The metro broke down in Arlington Cemetery on our way back and they kicked us all off. That was quite an adventure too, as was the shifty TexMex food we found to eat at a diner that was definitely not designed to serve TexMex...

Tuesday, April 28, 2009

Time is a Trickster: An Explanation of a Fascination

The eyes of the moon gaze down, surveying all around. Can the moon hear the tree falling in the forest? "I see the moon. The moon sees me." Maybe the man in the moon is up there just laughing at us all - our antics to him, our lives to us. Then again, perhaps it is with the eyes of compassion that he watches us down here, silently wishing he could reach down and give someone a little nudge here, an urgent warning there. Why should we see the stars as still and silent? Why shouldn't they be our team, our backup? The stars, the heavens, are on our side. Just like the angels we could imagine flittering back and forth between them. Our existance intertwined with things beyond this sphere, larger than the realm of our consciousness - our meaning, our purpose, our being will go on long after all the ticks of mortal clocks - our feeble attempts to capture the trick of time - are heard no more.
Time, gripped by mortal hands and made to be linear. Divisions of an unknown substance run our lives. The tick and tock of the clock never stop, never vary, and yet despite our insistence on its linearity time still wriggles free of our increasingly tight grasp, to run away from us in leaps and bounds beyond those the imagination can conjure up, or to stop and stand in front of us, grim and immovable, like a solid wall we are forced to pick our way through bit by painful bit. No matter how hard we try to chain it up or tie it down, time always has another trick up its sleeve, another Hudini escape planned. Time needs only an instant to work its magic and pull the wool over our eyes long enough to take us on a careening roller coaster ride, drop us over the edge of a cliff, or force us to sit chained still, watching in agony every second we ascribe to it. Time is the ultimate trickster.

Big City #2...or is it 3 or 4?

When I went on study abroad in London this past fall, one of the things I was most excited for was finding out what it was like to live in a big city.

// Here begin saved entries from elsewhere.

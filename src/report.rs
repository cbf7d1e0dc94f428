// src/report.rs

//! Parsing of `otool -L` library reports
//!
//! The inspector prints the file name on the first line, the library's own
//! install name on the second, and one referenced library per following
//! line:
//!
//! ```text
//! /opt/homebrew/lib/libfoo.dylib:
//! 	/opt/homebrew/opt/foo/lib/libfoo.1.dylib (compatibility version 2.0.0, current version 2.3.0)
//! 	/opt/homebrew/opt/bar/lib/libbar.dylib (compatibility version 1.0.0, current version 1.0.0)
//! 	/usr/lib/libSystem.B.dylib (compatibility version 1.0.0, current version 1351.0.0)
//! ```
//!
//! Everything that knows about this text format lives here, so a change in
//! the tool's output only touches this module.

use crate::error::{Error, Result};
use regex::Regex;
use std::sync::LazyLock;

static OTOOL_RX: LazyLock<Regex> = LazyLock::new(|| {
    Regex::new(
        r"\t(.*) \(compatibility version (?:\d+\.)*\d+, current version (?:\d+\.)*\d+\)",
    )
    .expect("otool pattern is a valid regex")
});

/// Identity and references of one library, as read at one point in time
#[derive(Debug, Clone, PartialEq, Eq)]
pub struct LibraryMetadata {
    /// The install name the library embeds for itself
    pub id: String,
    /// Referenced libraries, in the order the inspector reported them
    pub dependencies: Vec<String>,
}

/// Extract the install name from one report line, if the line carries one
fn extract_install_name(line: &str) -> Option<&str> {
    OTOOL_RX
        .captures(line)
        .and_then(|caps| caps.get(1))
        .map(|m| m.as_str())
}

/// Parse raw inspector output into [`LibraryMetadata`]
///
/// `path` is only used for error messages. Lines after the identity that do
/// not look like a library reference (architecture headers and the like) are
/// skipped.
pub fn parse_library_report(path: &str, raw: &str) -> Result<LibraryMetadata> {
    let mut lines = raw.lines();

    // First line echoes the file name
    lines.next();

    let id_line = lines.next().ok_or_else(|| Error::MalformedReport {
        path: path.to_string(),
        reason: "missing install name line".to_string(),
    })?;

    let id = extract_install_name(id_line)
        .ok_or_else(|| Error::MalformedReport {
            path: path.to_string(),
            reason: format!("no install name in line: {}", id_line.trim()),
        })?
        .to_string();

    let dependencies = lines
        .filter_map(extract_install_name)
        .map(str::to_string)
        .collect();

    Ok(LibraryMetadata { id, dependencies })
}
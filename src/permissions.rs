// src/permissions.rs

//! Scoped write access for read-only libraries
//!
//! Package managers commonly install dylibs as `0444`. The mutator needs to
//! write to them, so the file is made writable for the duration of a single
//! call and put back afterwards.

use crate::error::{Error, Result};
use nix::unistd::{AccessFlags, access};
use std::fs;
use std::os::unix::fs::PermissionsExt;
use std::path::{Path, PathBuf};
use tracing::{debug, warn};

/// Mode applied while a read-only file is being modified
const WRITABLE_MODE: u32 = 0o644;

/// Puts a saved mode back; dropping it while still armed restores too
struct RestoreMode {
    path: PathBuf,
    mode: u32,
    armed: bool,
}

impl RestoreMode {
    fn restore(&mut self) -> std::io::Result<()> {
        self.armed = false;
        debug!("Restoring mode {:o} on {}", self.mode, self.path.display());
        fs::set_permissions(&self.path, fs::Permissions::from_mode(self.mode))
    }
}

impl Drop for RestoreMode {
    // Only reached with `armed` set when the action panicked
    fn drop(&mut self) {
        if !self.armed {
            return;
        }
        if let Err(e) = self.restore() {
            warn!(
                "Failed to restore mode {:o} on {}: {}",
                self.mode,
                self.path.display(),
                e
            );
        }
    }
}

/// Whether the real user may write to `path`
pub fn is_writable(path: &Path) -> bool {
    access(path, AccessFlags::W_OK).is_ok()
}

/// Run `action` with `path` writable
///
/// If the file is already writable the action runs with no permission
/// change. Otherwise the current mode is saved, the file is set to `0644`,
/// and the saved mode is put back once the action returns, whether it
/// succeeded, failed, or panicked. A failed restore is an error; if the
/// action failed as well, the action's error is returned.
pub fn ensure_writable<T, F>(path: &Path, action: F) -> Result<T>
where
    F: FnOnce() -> Result<T>,
{
    if is_writable(path) {
        return action();
    }

    let mode = fs::metadata(path)
        .map_err(Error::file(path))?
        .permissions()
        .mode()
        & 0o7777;
    debug!("Making {} writable (was {:o})", path.display(), mode);
    fs::set_permissions(path, fs::Permissions::from_mode(WRITABLE_MODE))
        .map_err(Error::file(path))?;

    let mut restore = RestoreMode {
        path: path.to_path_buf(),
        mode,
        armed: true,
    };
    let result = action();
    let restored = restore.restore();

    let value = result?;
    restored.map_err(Error::file(path))?;
    Ok(value)
}
// src/paths.rs

//! Path helpers for install names and library copies
//!
//! Install names are plain strings inside a Mach-O file, so the helpers that
//! look at them work on `&str` and only switch to [`Path`] when the file
//! system is involved.

use crate::error::{Error, Result};
use filetime::FileTime;
use std::fs;
use std::path::{Path, PathBuf};
use tracing::info;

/// Loader token resolved against a search path list
pub const RPATH_TOKEN: &str = "@rpath";

/// Loader token resolved against the loading binary's directory
pub const LOADER_PATH_TOKEN: &str = "@loader_path";

/// Last component of an install name or path string
///
/// Trailing slashes are ignored, so `/usr/lib/` yields `lib`.
pub fn basename(name: &str) -> Result<&str> {
    name.trim_end_matches('/')
        .rsplit('/')
        .next()
        .filter(|base| !base.is_empty())
        .ok_or_else(|| Error::InvalidPath(name.to_string()))
}

/// `@rpath/<basename>` for an install name
pub fn rpath_name(name: &str) -> Result<String> {
    Ok(format!("{}/{}", RPATH_TOKEN, basename(name)?))
}

/// Replace `@loader_path` in a reference with the directory it stands for
///
/// References that do not start with the token are returned unchanged.
pub fn substitute_loader_path(reference: &str, loader_path: &Path) -> String {
    if reference.starts_with(LOADER_PATH_TOKEN) {
        reference.replace(LOADER_PATH_TOKEN, &loader_path.to_string_lossy())
    } else {
        reference.to_string()
    }
}

/// Follow a symbolic link to its real target
///
/// Anything that is not a symlink (including paths that do not exist, such
/// as system libraries living in the shared cache) is returned as is.
pub fn resolve_symlink(path: &str) -> Result<String> {
    let is_symlink = fs::symlink_metadata(path)
        .map(|meta| meta.file_type().is_symlink())
        .unwrap_or(false);

    if !is_symlink {
        return Ok(path.to_string());
    }

    let real = fs::canonicalize(path).map_err(Error::file(path))?;
    Ok(real.to_string_lossy().into_owned())
}

/// Directory containing `path`, used as the `@loader_path` context
pub fn loader_dir(path: &Path) -> Result<PathBuf> {
    path.parent()
        .map(Path::to_path_buf)
        .ok_or_else(|| Error::InvalidPath(path.display().to_string()))
}

/// Copy a file keeping its permission bits and timestamps (`cp -p`)
pub fn copy_preserving(src: &Path, dest: &Path) -> Result<()> {
    info!("cp -p {} {}", src.display(), dest.display());

    // fs::copy carries the permission bits over
    fs::copy(src, dest).map_err(Error::file(src))?;

    let meta = fs::metadata(src).map_err(Error::file(src))?;
    filetime::set_file_times(
        dest,
        FileTime::from_last_access_time(&meta),
        FileTime::from_last_modification_time(&meta),
    )
    .map_err(Error::file(dest))?;

    Ok(())
}
// src/error.rs

//! Error types for dylib relocation

use std::path::PathBuf;
use thiserror::Error;

/// Errors that can occur while relocating libraries
#[derive(Error, Debug)]
pub enum Error {
    /// I/O error while copying or inspecting files
    #[error("I/O error: {0}")]
    Io(#[from] std::io::Error),

    /// I/O error on a specific file
    #[error("{}: {source}", path.display())]
    File {
        path: PathBuf,
        #[source]
        source: std::io::Error,
    },

    /// A required external tool could not be located
    #[error("Tool not found: {tool} (is it installed and on PATH?)")]
    ToolNotFound { tool: String },

    /// An external tool exited with a non-zero status
    #[error("Command failed ({code}): {command}\n{stderr}")]
    ToolFailed {
        command: String,
        code: String,
        stderr: String,
    },

    /// Inspector output could not be parsed
    #[error("Malformed library report for '{path}': {reason}")]
    MalformedReport { path: String, reason: String },

    /// Path has no usable file name or parent
    #[error("Invalid path: {0}")]
    InvalidPath(String),

    /// Configuration file could not be read or parsed
    #[error("Configuration error: {0}")]
    Config(String),
}

impl Error {
    /// Attach the offending path to an I/O error
    pub fn file(path: impl Into<PathBuf>) -> impl FnOnce(std::io::Error) -> Self {
        let path = path.into();
        move |source| Self::File { path, source }
    }
}

/// Result type for relocation operations
pub type Result<T> = std::result::Result<T, Error>;
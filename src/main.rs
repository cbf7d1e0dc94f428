// src/main.rs

mod cli;

use anyhow::{Context, Result};
use clap::{CommandFactory, Parser};
use cli::Cli;
use dylib_relocate::{ConfigFile, RelocateConfig, Relocator, XcodeTools, default_output_dir};
use std::path::PathBuf;
use std::process::ExitCode;
use tracing::info;

/// Exit status for a usage error, matching clap's own
const USAGE_EXIT: u8 = 2;

fn init_tracing(verbose: bool) {
    let default = if verbose { "debug" } else { "info" };
    tracing_subscriber::fmt()
        .with_env_filter(
            tracing_subscriber::EnvFilter::try_from_default_env()
                .unwrap_or_else(|_| tracing_subscriber::EnvFilter::new(default)),
        )
        .with_target(false)
        .init();
}

/// Build the run configuration: defaults, then config file, then flags
fn build_config(cli: &Cli, prefix: &str) -> Result<RelocateConfig> {
    let file = match &cli.config {
        Some(path) => ConfigFile::load(path)?,
        None => ConfigFile::default(),
    };

    let mut config =
        RelocateConfig::layered(prefix, file, cli.output_dir.clone(), default_output_dir)
            .context("Failed to determine output directory")?;

    if let Some(otool) = &cli.otool {
        config = config.with_otool(otool);
    }
    if let Some(tool) = &cli.install_name_tool {
        config = config.with_install_name_tool(tool);
    }

    Ok(config)
}

fn run(cli: &Cli, prefix: &str, libraries: &[PathBuf]) -> Result<usize> {
    let config = build_config(cli, prefix)?;
    let tools = XcodeTools::locate(
        config.tools.otool.as_deref(),
        config.tools.install_name_tool.as_deref(),
    )?;

    info!(
        "Relocating {} libraries from {} into {}",
        libraries.len(),
        config.prefix,
        config.output_dir.display()
    );

    let report = Relocator::new(&config, &tools)
        .run(libraries)
        .context("Relocation failed")?;
    Ok(report.fix_count)
}

fn main() -> ExitCode {
    let cli = Cli::parse();

    // Checked before anything else so a short invocation never touches the
    // output directory
    let Some((prefix, libraries)) = cli.positional() else {
        eprintln!("{}", Cli::command().render_long_help());
        return ExitCode::from(USAGE_EXIT);
    };

    init_tracing(cli.verbose);

    match run(&cli, prefix, libraries) {
        Ok(fix_count) => {
            println!("Total {}", fix_count);
            ExitCode::SUCCESS
        }
        Err(e) => {
            eprintln!("Error: {:#}", e);
            ExitCode::FAILURE
        }
    }
}
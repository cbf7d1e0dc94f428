// src/tools.rs

//! External Mach-O tools
//!
//! Reading and rewriting load commands is delegated to Apple's command line
//! tools:
//!
//! - `otool -L <path>` reports the install name and referenced libraries
//! - `install_name_tool -id <name> <path>` sets the install name
//! - `install_name_tool -change <old> <new> <path>` rewrites one reference
//!
//! The [`Inspector`] and [`Mutator`] traits are the seams the relocation
//! driver works against, so it can run without the real tools.

use crate::error::{Error, Result};
use crate::report::{LibraryMetadata, parse_library_report};
use std::path::{Path, PathBuf};
use std::process::{Command, Output};
use tracing::{debug, info};

/// Reads a library's install name and references
pub trait Inspector {
    /// Inspect the library at `path`; never cached, files change between calls
    fn inspect(&self, path: &Path) -> Result<LibraryMetadata>;
}

/// Rewrites install names inside a library in place
pub trait Mutator {
    /// Set the library's own install name
    fn set_id(&self, path: &Path, id: &str) -> Result<()>;

    /// Replace one referenced install name
    fn change_reference(&self, path: &Path, old: &str, new: &str) -> Result<()>;
}

/// Locate `tool`, preferring an explicit path
pub fn locate_tool(tool: &str, explicit: Option<&Path>) -> Result<PathBuf> {
    if let Some(path) = explicit {
        return Ok(path.to_path_buf());
    }
    which::which(tool).map_err(|_| Error::ToolNotFound {
        tool: tool.to_string(),
    })
}

/// Render a command the way a shell user would type it
fn display_command(cmd: &Command) -> String {
    std::iter::once(cmd.get_program())
        .chain(cmd.get_args())
        .map(|arg| {
            let arg = arg.to_string_lossy();
            if arg.is_empty() || arg.contains(char::is_whitespace) {
                format!("'{}'", arg)
            } else {
                arg.into_owned()
            }
        })
        .collect::<Vec<_>>()
        .join(" ")
}

/// Run a command to completion, turning a non-zero exit into an error
fn run_tool(cmd: &mut Command) -> Result<Output> {
    let shown = display_command(cmd);
    info!("{}", shown);

    let output = cmd.output().map_err(|e| Error::ToolFailed {
        command: shown.clone(),
        code: "spawn".to_string(),
        stderr: e.to_string(),
    })?;

    if !output.status.success() {
        let code = output
            .status
            .code()
            .map(|c| format!("exit code {}", c))
            .unwrap_or_else(|| "terminated by signal".to_string());
        return Err(Error::ToolFailed {
            command: shown,
            code,
            stderr: String::from_utf8_lossy(&output.stderr).trim().to_string(),
        });
    }

    Ok(output)
}

/// `otool -L` backed [`Inspector`]
#[derive(Debug, Clone)]
pub struct Otool {
    program: PathBuf,
}

impl Otool {
    /// Use the `otool` binary at `program`
    pub fn new(program: impl Into<PathBuf>) -> Self {
        Self {
            program: program.into(),
        }
    }

    /// Find `otool`, unless an explicit path is given
    pub fn locate(explicit: Option<&Path>) -> Result<Self> {
        locate_tool("otool", explicit).map(Self::new)
    }
}

impl Inspector for Otool {
    fn inspect(&self, path: &Path) -> Result<LibraryMetadata> {
        let output = run_tool(Command::new(&self.program).arg("-L").arg(path))?;
        let raw = String::from_utf8_lossy(&output.stdout);
        let meta = parse_library_report(&path.to_string_lossy(), &raw)?;
        debug!(
            "{}: id {} with {} references",
            path.display(),
            meta.id,
            meta.dependencies.len()
        );
        Ok(meta)
    }
}

/// `install_name_tool` backed [`Mutator`]
#[derive(Debug, Clone)]
pub struct InstallNameTool {
    program: PathBuf,
}

impl InstallNameTool {
    /// Use the `install_name_tool` binary at `program`
    pub fn new(program: impl Into<PathBuf>) -> Self {
        Self {
            program: program.into(),
        }
    }

    /// Find `install_name_tool`, unless an explicit path is given
    pub fn locate(explicit: Option<&Path>) -> Result<Self> {
        locate_tool("install_name_tool", explicit).map(Self::new)
    }
}

impl Mutator for InstallNameTool {
    fn set_id(&self, path: &Path, id: &str) -> Result<()> {
        run_tool(Command::new(&self.program).arg("-id").arg(id).arg(path))?;
        Ok(())
    }

    fn change_reference(&self, path: &Path, old: &str, new: &str) -> Result<()> {
        run_tool(
            Command::new(&self.program)
                .arg("-change")
                .arg(old)
                .arg(new)
                .arg(path),
        )?;
        Ok(())
    }
}

/// The pair of Xcode command line tools used for a real run
#[derive(Debug, Clone)]
pub struct XcodeTools {
    pub otool: Otool,
    pub install_name_tool: InstallNameTool,
}

impl XcodeTools {
    /// Locate both tools, honouring explicit paths
    pub fn locate(otool: Option<&Path>, install_name_tool: Option<&Path>) -> Result<Self> {
        Ok(Self {
            otool: Otool::locate(otool)?,
            install_name_tool: InstallNameTool::locate(install_name_tool)?,
        })
    }
}

impl Inspector for XcodeTools {
    fn inspect(&self, path: &Path) -> Result<LibraryMetadata> {
        self.otool.inspect(path)
    }
}

impl Mutator for XcodeTools {
    fn set_id(&self, path: &Path, id: &str) -> Result<()> {
        self.install_name_tool.set_id(path, id)
    }

    fn change_reference(&self, path: &Path, old: &str, new: &str) -> Result<()> {
        self.install_name_tool.change_reference(path, old, new)
    }
}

I had a feeling I was going to love it, and love it I did. Every minute of it. Now I sit at a computer screen in Washington, D.C., yet another big city, thinking about how much I do love living in places like this, and feeling glad that I am lucky enough to do this again, for a second time. Then I realized that technically speaking, I was born in a pretty big city, and the city I have spent more than half my life in isn't one I would exactly call small, either. D.C. may not be my second big city after all. So perhaps my vague pre-London feeling that I was going to like big cities came more from experience than intuition than I thought.